FH UII Desak Pemerintah dan DPR Tidak Lanjutkan RUU Cipta Kerja IDN Times/Siti Umaiyah

Konsep omnibus law adalah metode pembentukan perundang-undangan yang menekankan konsolidasi berbagai tema, materi, subyek, dan peraturan pada setiap sektor yang berbeda untuk menjadi satu produk hukum besar yang holistik.

“Itu belum dikenal di Indonesia. Tapi pemerintah sudah mengklaim metode itu lebih efisien karena akan mengubah, menghapus, atau menetapkan pengaturan baru terhadap 79 undang-undang yang disasar," kata Kepala Pusat Studi Hukum (PSH) FH UII Anang Zubaidy.

Klaim itu dinilai belum tentu benar, mengingat belum ada data yang diberikan kepada publik tentang keberhasilan metode omnibus law di negara lain.

Hasil FGD yang dibuka Pakar Hukum Lingkungan dan Hukum Perundang-undangan FH UII Zairin Harahap, dan Pakar Hukum Ketenagakerjaan FH UGM, Ari Hernawan pekan lalu memandang metode itu belum dibutuhkan. Apalagi isinya cenderung mengedepankan kepentingan investor atau pemodal.

“Produknya cenderung top down. Bukan bottom up dari masyarakat,” kata Anang.

2. Judulnya RUU Cipta Kerja, isinya kemudahan dan perlindungan investasi

FH UII Desak Pemerintah dan DPR Tidak Lanjutkan RUU Cipta Kerja Aksi Ribuan Buruh Palembang Tolak RUU Omnibus Law di DPRD Sumsel (IDN Times/Feny Maulia Agustin)

Pada awalnya  nama yang diberikan adalah RUU Cipta Lapangan Kerja. Lantaran dijuluki publik dengan sebutan RUU Cilaka, kemudian diganti menjadi RUU Cipta Kerja. Meski nama diubah tetap tak sinkron dengan substansinya.

Dari pembacaan konsideran, substansi RUU Cipta Kerja adalah memberikan berbagai kemudahan dan perlindungan berinvestasi. Meliputi di bidang perpajakan, analisis dampak lingkungan, dan perizinan.
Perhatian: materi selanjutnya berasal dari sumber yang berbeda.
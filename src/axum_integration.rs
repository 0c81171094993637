//! Axum integration: one runtime context per HTTP request.
//!
//! [`LifecycleLayer`] opens a labeled runtime context (`"GET /users"`) for
//! every request, stores it in the request extensions and releases it when
//! the inner service's future finishes or is dropped. Handlers reach it
//! through the [`RequestScope`] extractor. A handler that panics, e.g. on
//! an unbound type through `scope.service::<T>()`, gets a 500 response
//! carrying the panic message.
//!
//! ```no_run
//! use axum::{routing::get, Router};
//! use ferrous_scope::axum_integration::{LifecycleLayer, RequestScope};
//! use ferrous_scope::Application;
//!
//! struct Greeter;
//! impl Greeter {
//!     fn greet(&self) -> &'static str { "hello" }
//! }
//!
//! async fn hello(scope: RequestScope) -> &'static str {
//!     scope.service::<Greeter>().greet()
//! }
//!
//! # async fn run() {
//! let mut builder = Application::builder();
//! builder.bind_service(|| Greeter);
//! let app = builder.build().unwrap();
//!
//! let router: Router = Router::new()
//!     .route("/", get(hello))
//!     .layer(LifecycleLayer::new(app));
//! # let _ = router;
//! # }
//! ```

use std::future::Future;
use std::ops::Deref;
use std::panic::AssertUnwindSafe;
use std::pin::Pin;
use std::sync::Arc;
use std::task::{Context, Poll};

use axum::{
    async_trait,
    extract::{FromRequestParts, Request},
    http::{request::Parts, StatusCode},
    response::{IntoResponse, Response},
    Router,
};
use futures::FutureExt;
use tower::{Layer, Service};

use crate::internal::panic_message;
use crate::{Application, PoolError, RuntimeContext};

type BoxFuture<T> = Pin<Box<dyn Future<Output = T> + Send + 'static>>;

/// Tower layer scoping each request to its own runtime context.
#[derive(Clone)]
pub struct LifecycleLayer {
    app: Application,
}

impl LifecycleLayer {
    pub fn new(app: Application) -> Self {
        Self { app }
    }
}

impl<S> Layer<S> for LifecycleLayer {
    type Service = LifecycleService<S>;

    fn layer(&self, inner: S) -> Self::Service {
        LifecycleService {
            inner,
            app: self.app.clone(),
        }
    }
}

/// Service produced by [`LifecycleLayer`].
#[derive(Clone)]
pub struct LifecycleService<S> {
    inner: S,
    app: Application,
}

impl<S> Service<Request> for LifecycleService<S>
where
    S: Service<Request, Response = Response> + Clone + Send + 'static,
    S::Future: Send + 'static,
{
    type Response = Response;
    type Error = S::Error;
    type Future = BoxFuture<Result<Response, S::Error>>;

    fn poll_ready(&mut self, cx: &mut Context<'_>) -> Poll<Result<(), Self::Error>> {
        self.inner.poll_ready(cx)
    }

    fn call(&mut self, mut req: Request) -> Self::Future {
        let label = format!("{} {}", req.method(), req.uri().path());
        let guard = self.app.open_scope_labeled(label);
        req.extensions_mut()
            .insert(RequestScope(guard.context().clone()));

        // The instance that was polled ready must be the one called
        let clone = self.inner.clone();
        let mut inner = std::mem::replace(&mut self.inner, clone);

        Box::pin(async move {
            let request_id = guard.request_id();
            // Panicking accessors unwind out of the handler; answer with a 500 instead
            let outcome = AssertUnwindSafe(async move { inner.call(req).await })
                .catch_unwind()
                .await;
            drop(guard);
            match outcome {
                Ok(response) => response,
                Err(payload) => {
                    let message = panic_message(payload.as_ref());
                    tracing::error!(request_id, reason = %message, "request handler panicked");
                    Ok(ScopeRejection::HandlerPanicked(message).into_response())
                }
            }
        })
    }
}

/// Extractor for the current request's runtime context.
#[derive(Clone)]
pub struct RequestScope(pub Arc<RuntimeContext>);

impl RequestScope {
    pub fn context(&self) -> &Arc<RuntimeContext> {
        &self.0
    }
}

impl Deref for RequestScope {
    type Target = RuntimeContext;

    fn deref(&self) -> &RuntimeContext {
        &self.0
    }
}

#[async_trait]
impl<S> FromRequestParts<S> for RequestScope
where
    S: Send + Sync,
{
    type Rejection = ScopeRejection;

    async fn from_request_parts(parts: &mut Parts, _state: &S) -> Result<Self, Self::Rejection> {
        parts
            .extensions
            .get::<RequestScope>()
            .cloned()
            .ok_or(ScopeRejection::MissingLayer)
    }
}

/// Failure to obtain or use the request's runtime context.
///
/// Handlers may return `Result<_, ScopeRejection>` and use `?` on the
/// `try_*` accessors.
#[derive(Debug)]
pub enum ScopeRejection {
    /// The route is not wrapped in a [`LifecycleLayer`]
    MissingLayer,
    Resolution(PoolError),
    /// The handler panicked, e.g. through a panicking accessor
    HandlerPanicked(String),
}

impl From<PoolError> for ScopeRejection {
    fn from(err: PoolError) -> Self {
        ScopeRejection::Resolution(err)
    }
}

impl IntoResponse for ScopeRejection {
    fn into_response(self) -> Response {
        let message = match self {
            ScopeRejection::MissingLayer => "runtime context missing, is LifecycleLayer installed?".to_string(),
            ScopeRejection::Resolution(err) => {
                tracing::error!(error = %err, "request resolution failed");
                err.to_string()
            }
            ScopeRejection::HandlerPanicked(message) => message,
        };
        (StatusCode::INTERNAL_SERVER_ERROR, message).into_response()
    }
}

/// Wraps every route of `router` in a [`LifecycleLayer`].
pub fn with_lifecycle<St>(router: Router<St>, app: Application) -> Router<St>
where
    St: Clone + Send + Sync + 'static,
{
    router.layer(LifecycleLayer::new(app))
}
Kondisi itu berpotensi menggiring RUU Cipta Kerja bertentangan dengan konstitusi. Mengingat negara semestinya melindungi segenap dan seluruh tumpah darah Indonesia, salah satunya melalui pembentukan undang-undang. Namun RUU itu justru berpotensi melanggar hak-hak warga masyarakat yang dijamin oleh konstitusi.

Tak hanya soal isi, persoalan RUU Cipta Kerja juga muncul sejak proses legislasi, regulasi, implementasi sampai eksekusi. Dalam proses legislasi perlu dicermati apakah stake holder atau target group sudah dilibatkan. Semisal, di bidang ketenagakerjaan tak hanya melibatkan pengusaha, melainkan juga pekerja atau serikat pekerja.
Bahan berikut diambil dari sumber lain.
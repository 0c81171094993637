//! Engine configuration.
//!
//! [`EngineConfig`] holds the few knobs the engine has. It can be built in
//! code, loaded from layered [`ConfigSource`]s (environment variables,
//! in-memory maps) or, with the `config` feature, deserialized from JSON.

use std::collections::HashMap;
use std::env;
use std::fmt;
use std::str::FromStr;

#[cfg(feature = "config")]
use serde::{Deserialize, Serialize};

use crate::error::{PoolError, PoolResult};

/// What happens when a type is bound twice in the same pool.
#[derive(Debug, Clone, Copy, PartialEq, Eq, Default)]
#[cfg_attr(feature = "config", derive(Serialize, Deserialize))]
#[cfg_attr(feature = "config", serde(rename_all = "lowercase"))]
pub enum RebindPolicy {
    /// Last registration wins; a warning is logged
    #[default]
    Overwrite,
    /// `build()` fails with `AlreadyBound`
    Reject,
}

impl FromStr for RebindPolicy {
    type Err = PoolError;

    fn from_str(s: &str) -> Result<Self, Self::Err> {
        match s.trim().to_ascii_lowercase().as_str() {
            "overwrite" => Ok(RebindPolicy::Overwrite),
            "reject" => Ok(RebindPolicy::Reject),
            other => Err(PoolError::Config(format!("unknown rebind policy: {other}"))),
        }
    }
}

/// A raw configuration value.
#[derive(Debug, Clone, PartialEq)]
pub enum ConfigValue {
    String(String),
    Integer(i64),
    Float(f64),
    Boolean(bool),
}

impl ConfigValue {
    /// Parses text the way environment values are interpreted: integer,
    /// then float, then boolean, otherwise a string.
    pub fn parse(raw: &str) -> Self {
        if let Ok(i) = raw.parse::<i64>() {
            ConfigValue::Integer(i)
        } else if let Ok(f) = raw.parse::<f64>() {
            ConfigValue::Float(f)
        } else if let Ok(b) = raw.parse::<bool>() {
            ConfigValue::Boolean(b)
        } else {
            ConfigValue::String(raw.to_string())
        }
    }

    pub fn as_str(&self) -> PoolResult<&str> {
        match self {
            ConfigValue::String(s) => Ok(s),
            other => Err(mismatch("a string", other)),
        }
    }

    pub fn as_i64(&self) -> PoolResult<i64> {
        match self {
            ConfigValue::Integer(i) => Ok(*i),
            other => Err(mismatch("an integer", other)),
        }
    }

    pub fn as_usize(&self) -> PoolResult<usize> {
        let i = self.as_i64()?;
        usize::try_from(i).map_err(|_| PoolError::Config(format!("{i} is not a valid size")))
    }

    pub fn as_bool(&self) -> PoolResult<bool> {
        match self {
            ConfigValue::Boolean(b) => Ok(*b),
            other => Err(mismatch("a boolean", other)),
        }
    }
}

impl fmt::Display for ConfigValue {
    fn fmt(&self, f: &mut fmt::Formatter<'_>) -> fmt::Result {
        match self {
            ConfigValue::String(s) => f.write_str(s),
            ConfigValue::Integer(i) => write!(f, "{i}"),
            ConfigValue::Float(x) => write!(f, "{x}"),
            ConfigValue::Boolean(b) => write!(f, "{b}"),
        }
    }
}

fn mismatch(expected: &str, found: &ConfigValue) -> PoolError {
    PoolError::Config(format!("expected {expected}, found {found:?}"))
}

/// A source of configuration values keyed by lowercase names.
pub trait ConfigSource: Send + Sync + fmt::Debug {
    fn get(&self, key: &str) -> Option<ConfigValue>;

    fn keys(&self) -> Vec<String>;
}

/// Environment variables, optionally filtered by a prefix.
///
/// With prefix `APP`, key `rebind` reads `APP_REBIND`.
#[derive(Debug, Default)]
pub struct EnvironmentConfigSource {
    prefix: Option<String>,
}

impl EnvironmentConfigSource {
    pub fn new() -> Self {
        Self { prefix: None }
    }

    pub fn with_prefix(prefix: impl Into<String>) -> Self {
        Self {
            prefix: Some(prefix.into()),
        }
    }

    fn var_name(&self, key: &str) -> String {
        match &self.prefix {
            Some(prefix) => format!("{}_{}", prefix.to_uppercase(), key.to_uppercase()),
            None => key.to_uppercase(),
        }
    }
}

impl ConfigSource for EnvironmentConfigSource {
    fn get(&self, key: &str) -> Option<ConfigValue> {
        env::var(self.var_name(key)).ok().map(|raw| ConfigValue::parse(&raw))
    }

    fn keys(&self) -> Vec<String> {
        let prefix = self.prefix.as_ref().map(|p| format!("{}_", p.to_uppercase()));
        env::vars()
            .filter_map(|(name, _)| match &prefix {
                Some(prefix) => name.strip_prefix(prefix.as_str()).map(str::to_lowercase),
                None => Some(name.to_lowercase()),
            })
            .collect()
    }
}

/// In-memory source, handy for tests and for values computed at startup.
#[derive(Debug, Default, Clone)]
pub struct MapConfigSource {
    values: HashMap<String, ConfigValue>,
}

impl MapConfigSource {
    pub fn new() -> Self {
        Self::default()
    }

    pub fn set(mut self, key: impl Into<String>, value: ConfigValue) -> Self {
        self.values.insert(key.into().to_lowercase(), value);
        self
    }
}

impl ConfigSource for MapConfigSource {
    fn get(&self, key: &str) -> Option<ConfigValue> {
        self.values.get(&key.to_lowercase()).cloned()
    }

    fn keys(&self) -> Vec<String> {
        let mut keys: Vec<String> = self.values.keys().cloned().collect();
        keys.sort();
        keys
    }
}

/// Engine settings applied when the application is built.
///
/// # Examples
///
/// ```
/// use ferrous_scope::{ConfigValue, EngineConfig, MapConfigSource, RebindPolicy};
///
/// let overrides = MapConfigSource::new()
///     .set("rebind", ConfigValue::String("reject".into()))
///     .set("recycle_capacity", ConfigValue::Integer(8));
///
/// let config = EngineConfig::load(&[&overrides]).unwrap();
/// assert_eq!(config.rebind, RebindPolicy::Reject);
/// assert_eq!(config.recycle_capacity, 8);
/// ```
#[derive(Debug, Clone, PartialEq, Eq)]
#[cfg_attr(feature = "config", derive(Serialize, Deserialize))]
#[cfg_attr(feature = "config", serde(default))]
pub struct EngineConfig {
    pub rebind: RebindPolicy,
    /// Maximum idle instances kept per recycled binding, 0 disables recycling
    pub recycle_capacity: usize,
}

impl Default for EngineConfig {
    fn default() -> Self {
        Self {
            rebind: RebindPolicy::Overwrite,
            recycle_capacity: Self::DEFAULT_RECYCLE_CAPACITY,
        }
    }
}

impl EngineConfig {
    pub const ENV_PREFIX: &'static str = "FERROUS_SCOPE";
    pub const DEFAULT_RECYCLE_CAPACITY: usize = 64;

    /// Defaults overridden by `FERROUS_SCOPE_*` environment variables.
    pub fn from_env() -> PoolResult<Self> {
        Self::load(&[&EnvironmentConfigSource::with_prefix(Self::ENV_PREFIX)])
    }

    /// Defaults overridden by `sources`; earlier sources take priority.
    pub fn load(sources: &[&dyn ConfigSource]) -> PoolResult<Self> {
        let lookup = |key: &str| sources.iter().find_map(|source| source.get(key));
        let mut config = Self::default();

        if let Some(value) = lookup("rebind") {
            config.rebind = value.as_str()?.parse()?;
        }
        if let Some(value) = lookup("recycle_capacity") {
            config.recycle_capacity = value.as_usize()?;
        }
        Ok(config)
    }

    /// Parses a JSON object; missing fields keep their defaults.
    #[cfg(feature = "config")]
    pub fn from_json(json: &str) -> PoolResult<Self> {
        serde_json::from_str(json).map_err(|err| PoolError::Config(err.to_string()))
    }
}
“Kalau kelompok sasaran tidak dilibatkan, tidak ada rasa memiliki. Produknya juga tidak dapat berjalan sesuai tujuan,” kata Anang.

Publikasi draft RUU Cipta Kerja dan naskah akademiknya pun diduga disusulkan setelah ada penyerahan draf RUU dari pemerintah kepada DPR. Publik justru mendapatkan draf dan naskah akademiknya bukan dari laman resmi pemerintah.
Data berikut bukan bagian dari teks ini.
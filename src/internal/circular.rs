//! Circular dependency detection for factory chains.
//!
//! Factories run synchronously, so the chain of bindings currently being
//! constructed on a thread is exactly the resolution path. A thread-local
//! stack records it; entering a key already on the stack is a cycle.

use std::cell::RefCell;

use smallvec::SmallVec;

use crate::error::{PoolError, PoolResult};
use crate::key::SlotKey;

pub(crate) const MAX_DEPTH: usize = 1024;

thread_local! {
    static RESOLUTION_STACK: RefCell<SmallVec<[SlotKey; 8]>> = RefCell::new(SmallVec::new());
}

/// Marks a binding as under construction for the guard's lifetime.
///
/// Popped on drop, including while unwinding out of a panicking factory.
pub(crate) struct ResolutionGuard {
    key: SlotKey,
}

impl ResolutionGuard {
    pub(crate) fn enter(key: SlotKey) -> PoolResult<Self> {
        RESOLUTION_STACK.with(|stack| {
            let mut stack = stack.borrow_mut();

            if stack.iter().any(|k| *k == key) {
                let mut path: Vec<&'static str> =
                    stack.iter().map(|k| k.key.display_name()).collect();
                path.push(key.key.display_name());
                return Err(PoolError::Circular(path));
            }

            if stack.len() >= MAX_DEPTH {
                return Err(PoolError::DepthExceeded(stack.len()));
            }

            stack.push(key);
            Ok(Self { key })
        })
    }
}

impl Drop for ResolutionGuard {
    fn drop(&mut self) {
        RESOLUTION_STACK.with(|stack| {
            let mut stack = stack.borrow_mut();
            if let Some(last) = stack.pop() {
                debug_assert_eq!(last, self.key);
            }
        });
    }
}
3. Ada 500 pasal malah diatur PP ketimbang UU

FH UII Desak Pemerintah dan DPR Tidak Lanjutkan RUU Cipta Kerja IDN Times/Anggun Puspitoningrum

Dari 79 UU yang diubah, dihapus, atau ditetapkan aturan baru dalam RUU Cipta Kerja, terdapat 500 pasal yang pengaturannya didelegasikan lewat peraturan pemerintah (PP). bukan diatur secara rigid dalam RUU.

“Kuat dugaan kekuasaan legislasi (DPR) lebih fleksibel kepada eksekutif (Presiden) melalui PP,” duga Jamil.

RUU Cipta Kerja juga tidak mengatur status UU sektoral yang muatannya diubah, dihapus, atau ditetapkan pengaturan baru. Dampaknya potensial terjadi dualisme pengaturan dalam UU yang mengatur hal yang sama.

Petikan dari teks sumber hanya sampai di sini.